I have not been able to get the FTDI serial number with "lsusb -v"
This is how I get the serial #
udevadm info --attribute-walk -n /dev/ttyUSB0

it churns out alot of info, but look for 
ATTRS{serial}=="XXXXXXXX" 
X's replaced with serial number.    On Thursday, February 28, 2019, 12:11:50 PM 
EST, Pete Soper via TriEmbed <[email protected]> wrote:  
 
  
(Rod Radford sent mail enlightening me with the "-v" option to lsusb that shows 
per-chip serial numbers for some USB devices and this is why I thanked "guys" 

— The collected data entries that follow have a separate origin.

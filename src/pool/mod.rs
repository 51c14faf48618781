//! Mantis server pool.
//!
//! Membership is fixed at construction. Each server carries a small health
//! state machine (`Unknown -> Online | Offline`) in an atomic, so probes and
//! dispatch outcomes can update one server without touching the others.
//! Health is advisory: a server that looked online can still refuse the
//! job connection, and the dispatcher deals with that.

pub mod monitor;

use std::sync::atomic::{AtomicU64, AtomicU8, Ordering};
use std::sync::Arc;

use serde::Serialize;
use tokio::io::{AsyncReadExt, AsyncWriteExt};
use tokio::net::TcpStream;
use tokio::task::JoinSet;
use tokio::time::timeout;

use crate::config::{DispatcherConfig, ProbeConfig, Server};
use crate::error::{DispatchError, Result};

pub use monitor::HealthMonitor;

#[derive(Debug, Clone, Copy, PartialEq, Eq, Serialize)]
#[serde(rename_all = "lowercase")]
#[repr(u8)]
pub enum ServerHealth {
    Unknown = 0,
    Online = 1,
    Offline = 2,
}

impl ServerHealth {
    fn from_u8(value: u8) -> Self {
        match value {
            1 => ServerHealth::Online,
            2 => ServerHealth::Offline,
            _ => ServerHealth::Unknown,
        }
    }
}

impl std::fmt::Display for ServerHealth {
    fn fmt(&self, f: &mut std::fmt::Formatter<'_>) -> std::fmt::Result {
        match self {
            ServerHealth::Unknown => write!(f, "unknown"),
            ServerHealth::Online => write!(f, "online"),
            ServerHealth::Offline => write!(f, "offline"),
        }
    }
}

#[derive(Debug)]
struct ServerSlot {
    server: Server,
    health: AtomicU8,
    /// Ticket of the last selection, 0 if never selected
    last_selected: AtomicU64,
}

/// Point-in-time view of one server.
#[derive(Debug, Clone, PartialEq, Eq, Serialize)]
pub struct ServerStatus {
    pub server: Server,
    pub health: ServerHealth,
}

#[derive(Debug)]
pub struct ServerPool {
    slots: Vec<ServerSlot>,
    probe: ProbeConfig,
    tickets: AtomicU64,
}

impl ServerPool {
    pub fn new(servers: Vec<Server>, probe: ProbeConfig) -> Self {
        let mut slots: Vec<ServerSlot> = Vec::with_capacity(servers.len());
        for server in servers {
            if slots.iter().any(|s| s.server == server) {
                tracing::warn!(server = %server, "Duplicate server ignored");
                continue;
            }
            slots.push(ServerSlot {
                server,
                health: AtomicU8::new(ServerHealth::Unknown as u8),
                last_selected: AtomicU64::new(0),
            });
        }
        Self {
            slots,
            probe,
            tickets: AtomicU64::new(0),
        }
    }

    pub fn from_config(config: &DispatcherConfig) -> Self {
        Self::new(config.servers.clone(), config.probe.clone())
    }

    pub fn len(&self) -> usize {
        self.slots.len()
    }

    pub fn is_empty(&self) -> bool {
        self.slots.is_empty()
    }

    pub fn health(&self, server: &Server) -> Option<ServerHealth> {
        self.slot(server)
            .map(|s| ServerHealth::from_u8(s.health.load(Ordering::Acquire)))
    }

    pub fn snapshot(&self) -> Vec<ServerStatus> {
        self.slots
            .iter()
            .map(|s| ServerStatus {
                server: s.server.clone(),
                health: ServerHealth::from_u8(s.health.load(Ordering::Acquire)),
            })
            .collect()
    }

    pub fn mark_online(&self, server: &Server) {
        self.set_health(server, ServerHealth::Online);
    }

    /// Pessimistic update after a failed job connection.
    pub fn mark_offline(&self, server: &Server) {
        self.set_health(server, ServerHealth::Offline);
    }

    fn set_health(&self, server: &Server, health: ServerHealth) {
        let Some(slot) = self.slot(server) else {
            tracing::warn!(server = %server, "Health update for unknown server");
            return;
        };
        let previous = ServerHealth::from_u8(slot.health.swap(health as u8, Ordering::AcqRel));
        if previous != health {
            tracing::info!(server = %server, from = %previous, to = %health, "Server health changed");
        }
    }

    /// Pick an online server, least recently selected first.
    ///
    /// Never waits for a server to come up. The spread is best-effort: two
    /// concurrent callers can read the same tickets and pick the same server.
    pub fn select_available(&self) -> Result<Server> {
        let slot = self
            .slots
            .iter()
            .filter(|s| s.health.load(Ordering::Acquire) == ServerHealth::Online as u8)
            .min_by_key(|s| s.last_selected.load(Ordering::Acquire))
            .ok_or(DispatchError::NoServerAvailable)?;

        let ticket = self.tickets.fetch_add(1, Ordering::AcqRel) + 1;
        slot.last_selected.store(ticket, Ordering::Release);
        tracing::debug!(server = %slot.server, ticket, "Server selected");
        Ok(slot.server.clone())
    }

    /// Ask one server for its status and cache the answer.
    ///
    /// Connection errors, timeouts and any reply other than the exact
    /// expected payload all count as offline. The reply is only complete
    /// once the server closes, so a server that sends the right payload but
    /// holds the socket open past the timeout is offline too.
    pub async fn probe(&self, server: &Server) -> bool {
        let online = match timeout(self.probe.timeout(), self.status_exchange(server)).await {
            Ok(Ok(reply)) => {
                let matched = reply == self.probe.expected_response;
                if !matched {
                    tracing::debug!(
                        server = %server,
                        reply = %String::from_utf8_lossy(&reply),
                        "Unexpected status reply"
                    );
                }
                matched
            }
            Ok(Err(e)) => {
                tracing::debug!(server = %server, error = %e, "Status probe failed");
                false
            }
            Err(_) => {
                tracing::debug!(server = %server, timeout_ms = self.probe.timeout_ms, "Status probe timed out");
                false
            }
        };

        self.set_health(
            server,
            if online {
                ServerHealth::Online
            } else {
                ServerHealth::Offline
            },
        );
        online
    }

    async fn status_exchange(&self, server: &Server) -> std::io::Result<Vec<u8>> {
        let mut stream = TcpStream::connect((server.host.as_str(), server.port)).await?;
        stream.write_all(&self.probe.request).await?;
        stream.shutdown().await?;

        // One byte past the expected length is enough to tell a mismatch.
        let limit = self.probe.expected_response.len() as u64 + 1;
        let mut reply = Vec::new();
        (&mut stream).take(limit).read_to_end(&mut reply).await?;
        Ok(reply)
    }

    /// Probe every server concurrently. Each probe has its own timeout, so
    /// one unreachable host cannot hold up the rest.
    pub async fn probe_all(self: &Arc<Self>) -> Vec<(Server, bool)> {
        let mut probes = JoinSet::new();
        for slot in &self.slots {
            let pool = Arc::clone(self);
            let server = slot.server.clone();
            probes.spawn(async move {
                let online = pool.probe(&server).await;
                (server, online)
            });
        }

        let mut report = Vec::with_capacity(self.slots.len());
        while let Some(joined) = probes.join_next().await {
            match joined {
                Ok(entry) => report.push(entry),
                Err(e) => tracing::error!(error = %e, "Probe task panicked"),
            }
        }

        let online = report.iter().filter(|(_, up)| *up).count();
        tracing::info!(online, total = report.len(), "Server pool probed");
        report
    }

    fn slot(&self, server: &Server) -> Option<&ServerSlot> {
        self.slots.iter().find(|s| s.server == *server)
    }
}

instead of just John, as I didn't notice Rod had left out the list.)
 
 On 2/28/19 11:54 AM, John Vaughters via TriEmbed wrote:
  
 

 Well I say I will move on from Ubuntu, but I still have it, albeit old. Yet 
even this old Ubuntu version I have is more current than RedHat (Centos) 7 on 
libraries. So I still use it. Time will tell if Debian can fully replace 
Ubuntu. They do a good job of coordinating alot of software. However my hope is 
Debian does too. Time will tell and I am not in a hurry. Mainly I use Debian 
for embedded stuff and I have come to really like it. 
   
Well Ubuntu is made out of Debian, just not the stable branch. So in my mind 
it's already got the high ground. :-) But it gets back to the old saw: You can 
have it fast, you can have it good, you can have it cheap, pick any two. The 
stable branch is stable 'cause releases don't happen fast and the extra testing 
is not cheap. This may be naive, but it seems Ubuntu shares an approach with 
Microsoft (+/-): why bother with a lot of testing when your users will trip 
over and report bugs for you? I can say with absolute certainty that this is 
the attitude TI uses for their tool chain releases for Linux hosts as, on top 
of a very casual (but commercially clear-eyed) stance they don't even bother to 
test with up to date versions of Ubuntu! Now when I get hosed by a newly 
discovered bug in their tools the first thing I do is try it out on a Windows 
system to avoid wasting time. But to be fair I should repeat that I have never, 
ever found a code generation error or linker error with the TI tools (and I use 
the TI compilers as well as gcc). My moans are about host-specific stuff inside 
Eclipse and some of their probes and other gadgets that have scandalous flaws 
that don't directly affect the quality of a target system.